This is what Happens When 1 Clinic with 8 Staff Care for 5000 People
Written By: Kari-Lyn Danyluk
Category: From The Field
Despite the volatility and relentless unrest of eastern Democratic Republic of Congo (DRC), the Jane Goodall Institute persists in working on the frontlines with local community members in rural areas.
Our biggest project is Delivering Healthy Futures, aimed at reducing the disturbingly high maternal and infant mortality rates among 20 villages located in the “green heart” of the DRC. Not only are the people here living in impoverished conditions, the extensive forests are critical habitat for chimpanzees and the highly endangered eastern lowland gorilla.
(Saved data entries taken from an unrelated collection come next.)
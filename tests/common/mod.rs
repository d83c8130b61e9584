#![allow(dead_code)]

use axum::{
    Json, Router,
    extract::{Path, Query, State},
};
use crudquery::{ApiError, AuditContext, FilterQuery, PageResult, QueryEngine, Record};
use sea_orm::{Database, DatabaseConnection, DbErr};
use sea_orm_migration::prelude::*;
use serde_json::json;
use uuid::Uuid;

pub mod profile_entity;
pub mod user_entity;

use profile_entity::ProfileCreate;
use user_entity::{User, UserCreate};

/// Route the engine's `tracing` events to the test output. Safe to call from
/// every test; only the first call installs the subscriber.
pub fn init_test_logging() {
    let _ = tracing_subscriber::fmt()
        .with_max_level(tracing::Level::DEBUG)
        .with_test_writer()
        .try_init();
}

pub async fn setup_test_db() -> Result<DatabaseConnection, DbErr> {
    init_test_logging();
    let db = Database::connect("sqlite::memory:").await?;

    // Run migrations
    Migrator::up(&db, None).await?;

    Ok(db)
}

#[derive(Clone)]
pub struct AppState {
    pub db: DatabaseConnection,
    pub engine: QueryEngine,
}

async fn list_users(
    State(state): State<AppState>,
    Query(query): Query<FilterQuery>,
) -> Result<Json<PageResult<User>>, ApiError> {
    let filter = query.decode()?;
    let page = state.engine.page::<User>(&state.db, &filter).await?;
    Ok(Json(page))
}

async fn get_user(
    State(state): State<AppState>,
    Path(id): Path<Uuid>,
) -> Result<Json<User>, ApiError> {
    Ok(Json(User::get_one(&state.db, id).await?))
}

pub fn setup_test_app(db: DatabaseConnection, engine: QueryEngine) -> Router {
    let api = Router::new()
        .route("/users", axum::routing::get(list_users))
        .route("/users/{id}", axum::routing::get(get_user))
        .with_state(AppState { db, engine });

    Router::new().nest("/api/v1", api)
}

/// Five users (two with profiles, one soft-deleted), created as `actor`.
///
/// | name  | age | meta.plan.tier | profile.city |
/// |-------|-----|----------------|--------------|
/// | Alice | 31  | gold           | Oslo         |
/// | Bob   | 25  | silver         | Bergen       |
/// | Carol | 42  | gold           |              |
/// | Dave  | 19  |                |              |
/// | Erin  | 55  | (deleted)      |              |
pub async fn seed_users(
    db: &DatabaseConnection,
    engine: &QueryEngine,
    actor: Uuid,
) -> Result<Vec<User>, DbErr> {
    AuditContext::new(Some(actor))
        .scope(async {
            let stamper = engine.stamper();
            let tier = |t: &str| json!({ "plan": { "tier": t } });

            let alice = User::create(db, stamper, UserCreate::new("Alice", 31).with_meta(tier("gold"))).await?;
            let bob = User::create(db, stamper, UserCreate::new("Bob", 25).with_meta(tier("silver"))).await?;
            let carol = User::create(db, stamper, UserCreate::new("Carol", 42).with_meta(tier("gold"))).await?;
            let dave = User::create(db, stamper, UserCreate::new("Dave", 19)).await?;
            let erin = User::create(db, stamper, UserCreate::new("Erin", 55)).await?;
            let erin = User::update(
                db,
                stamper,
                erin.id,
                user_entity::UserUpdate {
                    deleted_at: Some(Some(chrono::Utc::now())),
                    ..Default::default()
                },
            )
            .await?;

            for (user, city) in [(&alice, "Oslo"), (&bob, "Bergen")] {
                profile_entity::Model::create(
                    db,
                    stamper,
                    ProfileCreate {
                        user_id: user.id,
                        bio: format!("{} writes Rust", user.name),
                        city: city.to_string(),
                    },
                )
                .await?;
            }

            Ok::<_, DbErr>(vec![alice, bob, carol, dave, erin])
        })
        .await
}

pub struct Migrator;

#[async_trait::async_trait]
impl MigratorTrait for Migrator {
    fn migrations() -> Vec<Box<dyn MigrationTrait>> {
        vec![Box::new(CreateUserTable), Box::new(CreateProfileTable)]
    }
}

pub struct CreateUserTable;

#[async_trait::async_trait]
impl MigrationName for CreateUserTable {
    fn name(&self) -> &'static str {
        "m20240101_000001_create_user_table"
    }
}

#[async_trait::async_trait]
impl MigrationTrait for CreateUserTable {
    async fn up(&self, manager: &SchemaManager) -> Result<(), DbErr> {
        let table = Table::create()
            .table(UserEntity)
            .if_not_exists()
            .col(ColumnDef::new(UserColumn::Id).uuid().not_null().primary_key())
            .col(ColumnDef::new(UserColumn::Email).string().not_null())
            .col(ColumnDef::new(UserColumn::Name).string().not_null())
            .col(ColumnDef::new(UserColumn::Age).integer().not_null())
            .col(ColumnDef::new(UserColumn::Meta).json().null())
            .col(ColumnDef::new(UserColumn::DeletedAt).timestamp_with_time_zone().null())
            .col(ColumnDef::new(UserColumn::CreatedAt).timestamp_with_time_zone().not_null())
            .col(ColumnDef::new(UserColumn::UpdatedAt).timestamp_with_time_zone().not_null())
            .col(ColumnDef::new(UserColumn::CreatedBy).uuid().null())
            .col(ColumnDef::new(UserColumn::UpdatedBy).uuid().null())
            .col(ColumnDef::new(UserColumn::LogId).uuid().null())
            .to_owned();

        manager.create_table(table).await
    }

    async fn down(&self, manager: &SchemaManager) -> Result<(), DbErr> {
        manager
            .drop_table(Table::drop().table(UserEntity).to_owned())
            .await
    }
}

pub struct CreateProfileTable;

#[async_trait::async_trait]
impl MigrationName for CreateProfileTable {
    fn name(&self) -> &'static str {
        "m20240101_000002_create_profile_table"
    }
}

#[async_trait::async_trait]
impl MigrationTrait for CreateProfileTable {
    async fn up(&self, manager: &SchemaManager) -> Result<(), DbErr> {
        let table = Table::create()
            .table(ProfileEntity)
            .if_not_exists()
            .col(ColumnDef::new(ProfileColumn::Id).uuid().not_null().primary_key())
            .col(ColumnDef::new(ProfileColumn::UserId).uuid().not_null())
            .col(ColumnDef::new(ProfileColumn::Bio).string().not_null())
            .col(ColumnDef::new(ProfileColumn::City).string().not_null())
            .col(ColumnDef::new(ProfileColumn::CreatedAt).timestamp_with_time_zone().not_null())
            .col(ColumnDef::new(ProfileColumn::UpdatedAt).timestamp_with_time_zone().not_null())
            .col(ColumnDef::new(ProfileColumn::CreatedBy).uuid().null())
            .col(ColumnDef::new(ProfileColumn::UpdatedBy).uuid().null())
            .to_owned();

        manager.create_table(table).await
    }

    async fn down(&self, manager: &SchemaManager) -> Result<(), DbErr> {
        manager
            .drop_table(Table::drop().table(ProfileEntity).to_owned())
            .await
    }
}

#[derive(Debug)]
pub enum UserColumn {
    Id,
    Email,
    Name,
    Age,
    Meta,
    DeletedAt,
    CreatedAt,
    UpdatedAt,
    CreatedBy,
    UpdatedBy,
    LogId,
}

impl Iden for UserColumn {
    fn unquoted(&self, s: &mut dyn std::fmt::Write) {
        write!(
            s,
            "{}",
            match self {
                Self::Id => "id",
                Self::Email => "email",
                Self::Name => "name",
                Self::Age => "age",
                Self::Meta => "meta",
                Self::DeletedAt => "deleted_at",
                Self::CreatedAt => "created_at",
                Self::UpdatedAt => "updated_at",
                Self::CreatedBy => "created_by",
                Self::UpdatedBy => "updated_by",
                Self::LogId => "log_id",
            }
        )
        .unwrap();
    }
}

#[derive(Debug)]
pub struct UserEntity;

impl Iden for UserEntity {
    fn unquoted(&self, s: &mut dyn std::fmt::Write) {
        write!(s, "users").unwrap();
    }
}

#[derive(Debug)]
pub enum ProfileColumn {
    Id,
    UserId,
    Bio,
    City,
    CreatedAt,
    UpdatedAt,
    CreatedBy,
    UpdatedBy,
}

impl Iden for ProfileColumn {
    fn unquoted(&self, s: &mut dyn std::fmt::Write) {
        write!(
            s,
            "{}",
            match self {
                Self::Id => "id",
                Self::UserId => "user_id",
                Self::Bio => "bio",
                Self::City => "city",
                Self::CreatedAt => "created_at",
                Self::UpdatedAt => "updated_at",
                Self::CreatedBy => "created_by",
                Self::UpdatedBy => "updated_by",
            }
        )
        .unwrap();
    }
}

#[derive(Debug)]
pub struct ProfileEntity;

impl Iden for ProfileEntity {
    fn unquoted(&self, s: &mut dyn std::fmt::Write) {
        write!(s, "profiles").unwrap();
    }
}
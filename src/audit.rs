//! Identity and audit columns.
//!
//! [`AuditStamper`] fills `id`, `created_at`/`updated_at`, `created_by`/`updated_by`
//! and the optional `log` correlation column on an `ActiveModel` before it is
//! persisted. The acting user comes from the ambient [`AuditContext`], set once
//! per request by the host:
//!
//! ```rust,ignore
//! AuditContext::new(Some(user_id))
//!     .scope(async move { User::create(&db, &stamper, payload).await })
//!     .await
//! ```

use std::future::Future;

use chrono::Utc;
use sea_orm::{ActiveModelTrait, ActiveValue, EntityTrait, Value};
use uuid::Uuid;

tokio::task_local! {
    static AUDIT_CONTEXT: AuditContext;
}

/// Who is writing, and under which operation log entry.
#[derive(Debug, Clone, Copy, Default, PartialEq, Eq)]
pub struct AuditContext {
    pub actor: Option<Uuid>,
    pub log: Option<Uuid>,
}

impl AuditContext {
    #[must_use]
    pub const fn new(actor: Option<Uuid>) -> Self {
        Self { actor, log: None }
    }

    #[must_use]
    pub const fn with_log(mut self, log: Uuid) -> Self {
        self.log = Some(log);
        self
    }

    /// Run `future` with this context as the ambient one.
    pub async fn scope<F: Future>(self, future: F) -> F::Output {
        AUDIT_CONTEXT.scope(self, future).await
    }

    /// The ambient context, or an empty one outside [`AuditContext::scope`].
    #[must_use]
    pub fn current() -> Self {
        AUDIT_CONTEXT.try_with(|ctx| *ctx).unwrap_or_default()
    }
}

/// Audit columns of a record type.
#[derive(Debug, Clone, Copy)]
pub struct AuditColumns<C> {
    pub id: C,
    pub created_at: C,
    pub updated_at: C,
    pub created_by: C,
    pub updated_by: C,
    pub log: Option<C>,
}

type ColumnOf<A> = <<A as ActiveModelTrait>::Entity as EntityTrait>::Column;

#[derive(Debug, Clone, Copy)]
pub struct AuditStamper {
    system_actor: Uuid,
}

impl AuditStamper {
    #[must_use]
    pub const fn new(system_actor: Uuid) -> Self {
        Self { system_actor }
    }

    #[must_use]
    pub const fn system_actor(&self) -> Uuid {
        self.system_actor
    }

    /// The ambient user, else the system id for system-owned types.
    #[must_use]
    pub fn actor_for(&self, ctx: &AuditContext, system_owned: bool) -> Option<Uuid> {
        ctx.actor.or_else(|| system_owned.then_some(self.system_actor))
    }

    /// Stamp a model about to be inserted.
    ///
    /// Values already present in the payload are kept, except `updated_at`
    /// which is always refreshed. Without an actor the `*_by` columns stay
    /// unset.
    pub fn stamp_create<A>(
        &self,
        model: &mut A,
        columns: &AuditColumns<ColumnOf<A>>,
        ctx: &AuditContext,
        system_owned: bool,
    ) where
        A: ActiveModelTrait,
    {
        if is_absent(&model.get(columns.id)) {
            model.set(columns.id, Uuid::now_v7().into());
        }

        let now = Utc::now();
        if is_absent(&model.get(columns.created_at)) {
            model.set(columns.created_at, now.into());
        }
        model.set(columns.updated_at, now.into());

        match self.actor_for(ctx, system_owned) {
            Some(actor) => {
                if is_absent(&model.get(columns.created_by)) {
                    model.set(columns.created_by, actor.into());
                }
                if is_absent(&model.get(columns.updated_by)) {
                    model.set(columns.updated_by, actor.into());
                }
            }
            None => tracing::debug!("No actor available, audit columns left unset"),
        }

        attach_log(model, columns, ctx);
    }

    /// Stamp a model about to be updated.
    ///
    /// `created_at` and `created_by` are dropped from the write so they can
    /// never be overwritten.
    pub fn stamp_update<A>(
        &self,
        model: &mut A,
        columns: &AuditColumns<ColumnOf<A>>,
        ctx: &AuditContext,
        system_owned: bool,
    ) where
        A: ActiveModelTrait,
    {
        model.not_set(columns.created_at);
        model.not_set(columns.created_by);
        model.set(columns.updated_at, Utc::now().into());

        if let Some(actor) = self.actor_for(ctx, system_owned) {
            model.set(columns.updated_by, actor.into());
        }

        attach_log(model, columns, ctx);
    }
}

impl Default for AuditStamper {
    fn default() -> Self {
        Self::new(Uuid::nil())
    }
}

fn attach_log<A: ActiveModelTrait>(model: &mut A, columns: &AuditColumns<ColumnOf<A>>, ctx: &AuditContext) {
    if let (Some(log), Some(column)) = (ctx.log, columns.log) {
        model.set(column, log.into());
    }
}

fn is_absent(value: &ActiveValue<Value>) -> bool {
    match value {
        ActiveValue::NotSet => true,
        ActiveValue::Set(v) | ActiveValue::Unchanged(v) => matches!(
            v,
            Value::Uuid(None) | Value::ChronoDateTimeUtc(None) | Value::ChronoDateTime(None)
        ),
    }
}

#[cfg(test)]
mod tests {
    use super::*;

    #[test]
    fn test_actor_prefers_ambient_user() {
        let stamper = AuditStamper::new(Uuid::from_u128(1));
        let user = Uuid::from_u128(7);

        assert_eq!(stamper.actor_for(&AuditContext::new(Some(user)), true), Some(user));
        assert_eq!(
            stamper.actor_for(&AuditContext::default(), true),
            Some(Uuid::from_u128(1))
        );
        assert_eq!(stamper.actor_for(&AuditContext::default(), false), None);
    }

    #[test]
    fn test_absent_values() {
        assert!(is_absent(&ActiveValue::NotSet));
        assert!(is_absent(&ActiveValue::Set(Value::Uuid(None))));
        assert!(!is_absent(&ActiveValue::Set(Uuid::nil().into())));
        assert!(!is_absent(&ActiveValue::Unchanged(Utc::now().into())));
    }

    #[tokio::test]
    async fn test_context_is_scoped_to_the_task() {
        assert_eq!(AuditContext::current(), AuditContext::default());

        let ctx = AuditContext::new(Some(Uuid::from_u128(3))).with_log(Uuid::from_u128(4));
        let seen = ctx.scope(async { AuditContext::current() }).await;
        assert_eq!(seen, ctx);

        assert_eq!(AuditContext::current().actor, None);
    }
}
We recently spoke with Mr. Déogratias Muhima, head nurse at the health centre in the village of Kirundu where eight staff members provide health services for more than 5,000 people, seeing an average of 40 patients a day.
“We had a patient who was three months pregnant who presented with a serious case of malaria,” recounts Mr. Muhima. “She was anemic and hemorrhaging. She needed antibiotics, anti-inflammatories, a blood transfusion, quinine and papaverine, all of which we lacked. We followed our emergency procedures to transfer her to the main hospital in Walikale. Treatment for pregnant women at Walikale is free, however, her family could not afford the cost of her transportation. She died while her family was desperately trying to raise the money.”
Mr. Muhima stands next to an old and outdated birthing chair
Mr. Muhima’s wish-list for the health centre includes a new delivery room, an infant scale, antibiotics, potable water, and a medical waste disposal system.